= WHAT IS EXPECTED =
Copy the complete listing exactly as shown.

= THE INPUT =

//! The engine-neutral data model shared by the local and remote backends.

mod breakpoint;
mod event;
mod info;
mod state;
mod step;

pub use breakpoint::{Breakpoint, Breakpoints};
pub use event::{DebugEvent, EventQueue, StopReason};
pub use info::{AddressInfo, DebugInfo, LineTable};
pub use state::{CpuFlags, CpuInfo, CpuRegisters, CpuState};
pub use step::{RunFlags, StepKind};

//===========================================================================//

/// Which view of the address space a memory read should see.
#[derive(Clone, Copy, Debug, Default, Eq, Hash, PartialEq)]
pub enum MemoryKind {
    /// Whatever the backend considers the normal view (the CPU view).
    #[default]
    Default,
    /// Memory as the CPU currently sees it, with ROM and I/O overlays.
    Cpu,
    /// The underlying RAM, bypassing all overlays.
    Ram,
    /// ROM banks.
    Rom,
    /// The I/O area.
    Io,
    /// Cartridge memory.
    Cartridge,
}

impl MemoryKind {
    /// Returns the name of the remote monitor bank that holds this kind of
    /// memory, or `None` for the default CPU bank.
    pub fn bank_name(self) -> Option<&'static str> {
        match self {
            MemoryKind::Default | MemoryKind::Cpu => None,
            MemoryKind::Ram => Some("ram"),
            MemoryKind::Rom => Some("rom"),
            MemoryKind::Io => Some("io"),
            MemoryKind::Cartridge => Some("cart"),
        }
    }
}

//===========================================================================//


//===========================================================================//
//! Configuration for the debugger backends.

use crate::bus::RomSet;
use std::time::Duration;

//===========================================================================//

/// The machine simulated by the local backend.
#[derive(Clone, Debug, Default)]
pub enum Machine {
    /// A 6502 with 64kB of flat RAM.
    #[default]
    Flat,
    /// A C64: a 6510 with bank-switched ROMs.
    C64(RomSet),
}

//===========================================================================//

/// Configuration for the local (interpreter-backed) backend.
#[derive(Clone, Debug)]
pub struct LocalConfig {
    /// Wall-clock budget of one run slice before yielding.
    pub slice_time: Duration,
    /// Number of instructions executed between clock checks.
    pub slice_check_interval: u32,
    /// Optional instruction limit per run slice.
    pub slice_max_steps: Option<u64>,
    /// Pause between run slices.
    pub slice_sleep: Duration,
    /// Optional bound on consecutive steps that land on addresses without a
    /// source mapping.  Exceeding it stops the engine with a failure.
    pub unmapped_step_budget: Option<u64>,
    /// The simulated machine.
    pub machine: Machine,
}

impl Default for LocalConfig {
    fn default() -> Self {
        Self {
            slice_time: Duration::from_millis(10),
            slice_check_interval: 1000,
            slice_max_steps: None,
            slice_sleep: Duration::from_millis(10),
            unmapped_step_budget: None,
            machine: Machine::Flat,
        }
    }
}

impl LocalConfig {
    /// Set the wall-clock budget of a run slice.
    pub fn with_slice_time(mut self, slice_time: Duration) -> Self {
        self.slice_time = slice_time;
        self
    }

    /// Set the instruction limit of a run slice.
    pub fn with_slice_max_steps(mut self, steps: u64) -> Self {
        self.slice_max_steps = Some(steps);
        self
    }

    /// Set the pause between run slices.
    pub fn with_slice_sleep(mut self, sleep: Duration) -> Self {
        self.slice_sleep = sleep;
        self
    }

    /// Set the unmapped step budget.
    pub fn with_unmapped_step_budget(mut self, budget: u64) -> Self {
        self.unmapped_step_budget = Some(budget);
        self
    }

    /// Set the simulated machine.
    pub fn with_machine(mut self, machine: Machine) -> Self {
        self.machine = machine;
        self
    }
}

//===========================================================================//

/// Configuration for a binary monitor connection.
#[derive(Clone, Debug)]
pub struct MonitorConfig {
    /// Host running the monitor.
    pub host: String,
    /// Monitor port.
    pub port: u16,
    /// Total time to keep retrying a refused connection.
    pub connect_timeout: Duration,
    /// Delay between connection attempts.
    pub retry_interval: Duration,
    /// Maximum number of outstanding requests.
    pub max_pending: usize,
    /// Size of the receive buffer in bytes.
    pub receive_buffer: usize,
}

impl Default for MonitorConfig {
    fn default() -> Self {
        Self {
            host: "127.0.0.1".to_string(),
            port: 6502,
            connect_timeout: Duration::from_secs(5),
            retry_interval: Duration::from_millis(250),
            max_pending: 64,
            receive_buffer: 256 * 1024,
        }
    }
}

impl MonitorConfig {
    /// Create a configuration for the given host and port.
    pub fn new(host: impl Into<String>, port: u16) -> Self {
        Self { host: host.into(), port, ..Self::default() }
    }

    /// Set the connection timeout.
    pub fn with_connect_timeout(mut self, timeout: Duration) -> Self {
        self.connect_timeout = timeout;
        self
    }

    /// Set the delay between connection attempts.
    pub fn with_retry_interval(mut self, interval: Duration) -> Self {
        self.retry_interval = interval;
        self
    }

    /// Set the maximum number of outstanding requests.
    pub fn with_max_pending(mut self, max_pending: usize) -> Self {
        self.max_pending = max_pending.max(1);
        self
    }

    /// Set the receive buffer size.
    pub fn with_receive_buffer(mut self, size: usize) -> Self {
        self.receive_buffer = size;
        self
    }
}

//===========================================================================//

/// Configuration for the remote (monitor-backed) backend.
#[derive(Clone, Debug)]
pub struct RemoteConfig {
    /// The monitor connection.
    pub monitor: MonitorConfig,
    /// Bound on consecutive single-instruction advances issued while
    /// looking for an address with a source mapping.
    pub unmapped_step_budget: Option<u64>,
}

impl Default for RemoteConfig {
    fn default() -> Self {
        Self { monitor: MonitorConfig::default(), unmapped_step_budget: Some(4096) }
    }
}

impl RemoteConfig {
    /// Create a configuration for the given monitor connection.
    pub fn new(monitor: MonitorConfig) -> Self {
        Self { monitor, ..Self::default() }
    }

    /// Set the unmapped step budget; `None` removes the bound.
    pub fn with_unmapped_step_budget(mut self, budget: Option<u64>) -> Self {
        self.unmapped_step_budget = budget;
        self
    }
}

//===========================================================================//

#[cfg(test)]
mod tests {
    use super::{LocalConfig, Machine, MonitorConfig, RemoteConfig};
    use std::time::Duration;

    #[test]
    fn local_defaults() {
        let config = LocalConfig::default();
        assert_eq!(config.slice_time, Duration::from_millis(10));
        assert_eq!(config.slice_check_interval, 1000);
        assert_eq!(config.slice_max_steps, None);
        assert_eq!(config.unmapped_step_budget, None);
        assert!(matches!(config.machine, Machine::Flat));
    }

    #[test]
    fn monitor_builder() {
        let config = MonitorConfig::new("localhost", 6510)
            .with_connect_timeout(Duration::from_secs(1))
            .with_max_pending(0);
        assert_eq!(config.host, "localhost");
        assert_eq!(config.port, 6510);
        assert_eq!(config.connect_timeout, Duration::from_secs(1));
        assert_eq!(config.retry_interval, Duration::from_millis(250));
        assert_eq!(config.max_pending, 1);
        assert_eq!(config.receive_buffer, 256 * 1024);
    }

    #[test]
    fn remote_defaults() {
        let config = RemoteConfig::default();
        assert_eq!(config.unmapped_step_budget, Some(4096));
        assert_eq!(config.monitor.port, 6502);
        let config = config.with_unmapped_step_budget(None);
        assert_eq!(config.unmapped_step_budget, None);
    }
}

//===========================================================================//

= OUTPUT BELOW =
//! The engine-neutral data model shared by the local and remote backends.

mod breakpoint;
mod event;
mod info;
mod state;
mod step;

pub use breakpoint::{Breakpoint, Breakpoints};
pub use event::{DebugEvent, EventQueue, StopReason};
pub use info::{AddressInfo, DebugInfo, LineTable};
pub use state::{CpuFlags, CpuInfo, CpuRegisters, CpuState};
pub use step::{RunFlags, StepKind};

//===========================================================================//

/// Which view of the address space a memory read should see.
#[derive(Clone, Copy, Debug, Default, Eq, Hash, PartialEq)]
pub enum MemoryKind {
    /// Whatever the backend considers the normal view (the CPU view).
    #[default]
    Default,
    /// Memory as the CPU currently sees it, with ROM and I/O overlays.
    Cpu,
    /// The underlying RAM, bypassing all overlays.
    Ram,
    /// ROM banks.
    Rom,
    /// The I/O area.
    Io,
    /// Cartridge memory.
    Cartridge,
}

impl MemoryKind {
    /// Returns the name of the remote monitor bank that holds this kind of
    /// memory, or `None` for the default CPU bank.
    pub fn bank_name(self) -> Option<&'static str> {
        match self {
            MemoryKind::Default | MemoryKind::Cpu => None,
            MemoryKind::Ram => Some("ram"),
            MemoryKind::Rom => Some("rom"),
            MemoryKind::Io => Some("io"),
            MemoryKind::Cartridge => Some("cart"),
        }
    }
}

//===========================================================================//


//===========================================================================//
//! Configuration for the debugger backends.

use crate::bus::RomSet;
use std::time::Duration;

//===========================================================================//

/// The machine simulated by the local backend.
#[derive(Clone, Debug, Default)]
pub enum Machine {
    /// A 6502 with 64kB of flat RAM.
    #[default]
    Flat,
    /// A C64: a 6510 with bank-switched ROMs.
    C64(RomSet),
}

//===========================================================================//

/// Configuration for the local (interpreter-backed) backend.
#[derive(Clone, Debug)]
pub struct LocalConfig {
    /// Wall-clock budget of one run slice before yielding.
    pub slice_time: Duration,
    /// Number of instructions executed between clock checks.
    pub slice_check_interval: u32,
    /// Optional instruction limit per run slice.
    pub slice_max_steps: Option<u64>,
    /// Pause between run slices.
    pub slice_sleep: Duration,
    /// Optional bound on consecutive steps that land on addresses without a
    /// source mapping.  Exceeding it stops the engine with a failure.
    pub unmapped_step_budget: Option<u64>,
    /// The simulated machine.
    pub machine: Machine,
}

impl Default for LocalConfig {
    fn default() -> Self {
        Self {
            slice_time: Duration::from_millis(10),
            slice_check_interval: 1000,
            slice_max_steps: None,
            slice_sleep: Duration::from_millis(10),
            unmapped_step_budget: None,
            machine: Machine::Flat,
        }
    }
}

impl LocalConfig {
    /// Set the wall-clock budget of a run slice.
    pub fn with_slice_time(mut self, slice_time: Duration) -> Self {
        self.slice_time = slice_time;
        self
    }

    /// Set the instruction limit of a run slice.
    pub fn with_slice_max_steps(mut self, steps: u64) -> Self {
        self.slice_max_steps = Some(steps);
        self
    }

    /// Set the pause between run slices.
    pub fn with_slice_sleep(mut self, sleep: Duration) -> Self {
        self.slice_sleep = sleep;
        self
    }

    /// Set the unmapped step budget.
    pub fn with_unmapped_step_budget(mut self, budget: u64) -> Self {
        self.unmapped_step_budget = Some(budget);
        self
    }

    /// Set the simulated machine.
    pub fn with_machine(mut self, machine: Machine) -> Self {
        self.machine = machine;
        self
    }
}

//===========================================================================//

/// Configuration for a binary monitor connection.
#[derive(Clone, Debug)]
pub struct MonitorConfig {
    /// Host running the monitor.
    pub host: String,
    /// Monitor port.
    pub port: u16,
    /// Total time to keep retrying a refused connection.
    pub connect_timeout: Duration,
    /// Delay between connection attempts.
    pub retry_interval: Duration,
    /// Maximum number of outstanding requests.
    pub max_pending: usize,
    /// Size of the receive buffer in bytes.
    pub receive_buffer: usize,
}

impl Default for MonitorConfig {
    fn default() -> Self {
        Self {
            host: "127.0.0.1".to_string(),
            port: 6502,
            connect_timeout: Duration::from_secs(5),
            retry_interval: Duration::from_millis(250),
            max_pending: 64,
            receive_buffer: 256 * 1024,
        }
    }
}

impl MonitorConfig {
    /// Create a configuration for the given host and port.
    pub fn new(host: impl Into<String>, port: u16) -> Self {
        Self { host: host.into(), port, ..Self::default() }
    }

    /// Set the connection timeout.
    pub fn with_connect_timeout(mut self, timeout: Duration) -> Self {
        self.connect_timeout = timeout;
        self
    }

    /// Set the delay between connection attempts.
    pub fn with_retry_interval(mut self, interval: Duration) -> Self {
        self.retry_interval = interval;
        self
    }

    /// Set the maximum number of outstanding requests.
    pub fn with_max_pending(mut self, max_pending: usize) -> Self {
        self.max_pending = max_pending.max(1);
        self
    }

    /// Set the receive buffer size.
    pub fn with_receive_buffer(mut self, size: usize) -> Self {
        self.receive_buffer = size;
        self
    }
}

//===========================================================================//

/// Configuration for the remote (monitor-backed) backend.
#[derive(Clone, Debug)]
pub struct RemoteConfig {
    /// The monitor connection.
    pub monitor: MonitorConfig,
    /// Bound on consecutive single-instruction advances issued while
    /// looking for an address with a source mapping.
    pub unmapped_step_budget: Option<u64>,
}

impl Default for RemoteConfig {
    fn default() -> Self {
        Self { monitor: MonitorConfig::default(), unmapped_step_budget: Some(4096) }
    }
}

impl RemoteConfig {
    /// Create a configuration for the given monitor connection.
    pub fn new(monitor: MonitorConfig) -> Self {
        Self { monitor, ..Self::default() }
    }

    /// Set the unmapped step budget; `None` removes the bound.
    pub fn with_unmapped_step_budget(mut self, budget: Option<u64>) -> Self {
        self.unmapped_step_budget = budget;
        self
    }
}

//===========================================================================//

#[cfg(test)]
mod tests {
    use super::{LocalConfig, Machine, MonitorConfig, RemoteConfig};
    use std::time::Duration;

    #[test]
    fn local_defaults() {
        let config = LocalConfig::default();
        assert_eq!(config.slice_time, Duration::from_millis(10));
        assert_eq!(config.slice_check_interval, 1000);
        assert_eq!(config.slice_max_steps, None);
        assert_eq!(config.unmapped_step_budget, None);
        assert!(matches!(config.machine, Machine::Flat));
    }

    #[test]
    fn monitor_builder() {
        let config = MonitorConfig::new("localhost", 6510)
            .with_connect_timeout(Duration::from_secs(1))
            .with_max_pending(0);
        assert_eq!(config.host, "localhost");
        assert_eq!(config.port, 6510);
        assert_eq!(config.connect_timeout, Duration::from_secs(1));
        assert_eq!(config.retry_interval, Duration::from_millis(250));
        assert_eq!(config.max_pending, 1);
        assert_eq!(config.receive_buffer, 256 * 1024);
    }

    #[test]
    fn remote_defaults() {
        let config = RemoteConfig::default();
        assert_eq!(config.unmapped_step_budget, Some(4096));
        assert_eq!(config.monitor.port, 6502);
        let config = config.with_unmapped_step_budget(None);
        assert_eq!(config.unmapped_step_budget, None);
    }
}

//===========================================================================//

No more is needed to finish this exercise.